Çamura Batmak mı, Toz Dumandan Boğulmak mı?

0
88

Günaydın sevgili okuyucularım nasılsınız bu sabah? Dün arkadaşıma sordum çamur içinde vıcık, vıcık sokakta kaymadan geçebileceğimiz bir yer aranırken; “Çamuru mu tercih edersin toz dumanı mı?” (malum nedenlerden sokakların hali kuşkusuz) Hiç tereddüt etmeden anında “çamuru” dedi. Beyaz spor ayakkabıları beyaz kot pantolonu ve beyaz yeleği ile çevik bir hareketle kaldırıma atalarken. Tamda havasına ve sokağına  uygun giysi? Bir deterjan firmasının reklamı geldi hemen gözümün önüne, çamura bulanmış beyaz bir giysinin o deterjanla yıkandıktan sonraki hali. Ve çok hoşuma giden repliği “kirlenmek güzeldir.”  Felsefeme uygun. Kirlenmeyi severim, temizliğin tadını gönlümce çıkarabilmek için.

Tabi bazı kirler hiç temizlenemez onun için kirin mahiyeti de önemli. Yani en büyük kirlilik bendeniz için “kul hakkı yemek” şimdi bu kiri hangi deterjan temizleyebilir ki? “tövbeden” başka.

Çamur da kaymamaya dikkat ederek kaldırıma geçiyorum kaldırmalar da maşallah sanki kurtarıcı, onlar sokaktan beter parmak uçlarında bale yapar gibi gitmeniz gerekiyor ki bu yol çalışmaları başladı başlayalı zaten balerinliğe ilk adımları da atmıştık. Ve akrobasi yapmaya da. Kilolu, zayıf, çoluk çocuk, acayip komik görüntüler, kazı atlamaya çalışıyorduk her yerde. Kendime gülüyorum. Valla nasılda sanki ömrümüzce hendek atlamış gibi doğal atlıyoruz ve bundan da garip ama gerçekten zevk alıyoruz. Yani ben deniz ne yalan söyleyeyim zevk alıyordum sapık falan mıyım  yoksa? Niçin zevk alıyordum biliyor musunuz? Önceden yapmadığım bir şeyler yapıyordum çünkü tabi çok güzel şeyler değil ama çok güzel şeylerin dışında da bir şeyler yapılabilmeli değil mi ya?

Ve kirlenmek güzeldir dedim ya.  Anında bir bisikletli geçmez mi yanımızdan ve üstümüz başımız battı… Şimdi git bisikletliyi tut ve o çamurlara bula kim sana ne diyebilir ki?

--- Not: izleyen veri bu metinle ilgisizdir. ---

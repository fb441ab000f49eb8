use crate::{constants::*, error::ErrorCode, fees, state::*};
use anchor_lang::prelude::*;

#[derive(Accounts)]
#[instruction(client_ref: u64)]
pub struct RequestWithdrawal<'info> {
    #[account(mut)]
    pub user: Signer<'info>,

    #[account(
        seeds = [GLOBAL_STATE_SEED.as_bytes()],
        bump = global_state.bump
    )]
    pub global_state: Account<'info, GlobalState>,

    #[account(
        mut,
        seeds = [WALLET_SEED.as_bytes(), user.key().as_ref()],
        bump = wallet.bump,
        constraint = wallet.user == user.key() @ ErrorCode::UnauthorizedUser
    )]
    pub wallet: Account<'info, Wallet>,

    #[account(
        init,
        payer = user,
        space = 8 + Withdrawal::INIT_SPACE,
        seeds = [
            WITHDRAWAL_SEED.as_bytes(),
            user.key().as_ref(),
            client_ref.to_le_bytes().as_ref()
        ],
        bump
    )]
    pub withdrawal: Account<'info, Withdrawal>,

    pub system_program: Program<'info, System>,
}

impl<'info> RequestWithdrawal<'info> {
    /// Reserve the withdrawal amount and record the request in one
    /// transaction. The balance decrement and the record creation cannot
    /// be observed separately, and retrying with the same client_ref
    /// fails at account creation instead of reserving twice.
    pub fn request_withdrawal(
        &mut self,
        client_ref: u64,
        amount_cents: u64,
        currency: PayoutCurrency,
        bumps: &RequestWithdrawalBumps,
    ) -> Result<()> {
        require!(!self.global_state.is_paused, ErrorCode::ProtocolPaused);
        require!(
            fees::meets_minimum_withdrawal(amount_cents),
            ErrorCode::BelowMinimumWithdrawal
        );

        let fee_cents = fees::withdrawal_fee_cents(amount_cents, currency);
        let net_cents = fees::net_payout_cents(amount_cents, currency);

        // Fails with InsufficientFunds before anything is recorded
        self.wallet.reserve(amount_cents)?;

        self.withdrawal.set_inner(Withdrawal {
            user: self.user.key(),
            amount_cents,
            fee_cents,
            net_cents,
            currency,
            status: WithdrawalStatus::Queued,
            retry_count: 0,
            next_attempt: 0,
            client_ref,
            created_at: Clock::get()?.unix_timestamp,
            processed_at: None,
            bump: bumps.withdrawal,
        });

        msg!(
            "User {} queued withdrawal of ${:.2} (fee ${:.2}, net ${:.2}, remaining available ${:.2})",
            self.user.key(),
            amount_cents as f64 / 100.0,
            fee_cents as f64 / 100.0,
            net_cents as f64 / 100.0,
            self.wallet.available_cents as f64 / 100.0
        );

        Ok(())
    }
}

Zaten ona da ceza olmaz bu, zaten üstü başı batmış. Yani biraz daha fazla ya da az, pek fark etmeyecek.

Hoş bendeniz içinde çok dert değil ama beyazlar içindeki sevgili arkadaşım bu havada ve bu çamur da “nasıl temizliği koruyabilirim” sınavına girmiş gibi. Kendini kirlenmeden koruyabilecek? Hayret ki korudu? Demek neymiş? İnsan isterse üstünü başını kirletmeden de çamurdan geçilebilirmiş!

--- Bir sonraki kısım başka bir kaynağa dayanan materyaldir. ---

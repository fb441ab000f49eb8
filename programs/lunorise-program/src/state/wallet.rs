use crate::error::ErrorCode;
use anchor_lang::prelude::*;

/// Per-user balance ledger, all amounts in USD cents. `available_cents`
/// never goes negative: every decrement is a checked subtraction and the
/// failure is the distinguished insufficient-funds error.
#[account]
#[derive(InitSpace)]
pub struct Wallet {
    pub user: Pubkey,
    pub available_cents: u64, // withdrawable
    pub pending_cents: u64,   // reserved for queued/processing withdrawals
    pub total_earned_cents: u64,
    pub created_at: i64,
    pub bump: u8,
}

impl Wallet {
    /// Atomically move `amount_cents` from available to pending. Fails
    /// with `InsufficientFunds` before any field is touched.
    pub fn reserve(&mut self, amount_cents: u64) -> Result<()> {
        self.available_cents = self
            .available_cents
            .checked_sub(amount_cents)
            .ok_or(ErrorCode::InsufficientFunds)?;
        self.pending_cents = self
            .pending_cents
            .checked_add(amount_cents)
            .ok_or(ErrorCode::ArithmeticOverflow)?;
        Ok(())
    }

    /// Drop a reservation whose withdrawal completed; the funds leave the
    /// wallet entirely.
    pub fn release_reservation(&mut self, amount_cents: u64) -> Result<()> {
        self.pending_cents = self
            .pending_cents
            .checked_sub(amount_cents)
            .ok_or(ErrorCode::ArithmeticUnderflow)?;
        Ok(())
    }

    /// Return a reservation to the available balance after a terminal
    /// withdrawal failure.
    pub fn refund_reservation(&mut self, amount_cents: u64) -> Result<()> {
        self.pending_cents = self
            .pending_cents
            .checked_sub(amount_cents)
            .ok_or(ErrorCode::ArithmeticUnderflow)?;
        self.available_cents = self
            .available_cents
            .checked_add(amount_cents)
            .ok_or(ErrorCode::ArithmeticOverflow)?;
        Ok(())
    }

    /// Credit earnings (income drops, referral bonuses) into the wallet.
    pub fn credit_income(&mut self, amount_cents: u64) -> Result<()> {
        self.available_cents = self
            .available_cents
            .checked_add(amount_cents)
            .ok_or(ErrorCode::ArithmeticOverflow)?;
        self.total_earned_cents = self
            .total_earned_cents
            .checked_add(amount_cents)
            .ok_or(ErrorCode::ArithmeticOverflow)?;
        Ok(())
    }
}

Kotum üzerindeki çamur lekelerine karışan önceki yağlı boya lekeleri ile iyice kirlenmişti ama haylaz bir çocuk gibi rahattı içim ve kıpır, kıpır. Düşünüyordum biraz önce çamura bulamak istediğim bisikletli çocuğun yerinde çamurlara bendeniz bulansam yinede böyle kıpır kıpı olur muyum diye.

Bilmiyorum denemek gerek tabi! Ama annem ne derdi “altın çamura düşünce altınlığından bir şey kaybetmez.” Demek yine kıpır, kıpır olabilirdim kendimden bir şey kaybetmeyeceğim ki hatta kendime bir şeyler ekleyeceğim.

Ve bu sabah bilgisayarı açtığımda ilk olarak gitti gidiyor com’a baktım. Neden mi oradan bir tablet aldım yine denemek için kendimi. Çok hoş hemen kapınıza geliyor. İadede edebiliyorsunuz bir sorun çıkarsa.

Tabletim geldi ve iki resim çekebildim ancak “pat” dedi kapandı. Dikkat ediyorum bendenizin eşyaları da bana benziyor. Bende hep her şeyi “pat” diye yaparım. “Pat” derim sergimi açarım “pat” derim yolda belim tutulur iptal olurum. “Pat” derim çantamı omuzlar uzaklara giderim ve sürekli “pat” durumları yaşarım zaten bu tablet işine de “pat” diye girdim. Önceden bir tane almıştım azıcık kullanmadan benden çok ihtiyacı olan birine verdim. Öyle netten alışveriş yapmak tarzım değil ama yine “pat” dedim oradan ısmarladım ve şimdi bir sorun var ama halledilmeyecek gibi değil bu yüzden sıkıntı yok zaten ikinci üçüncü planlarım hazır.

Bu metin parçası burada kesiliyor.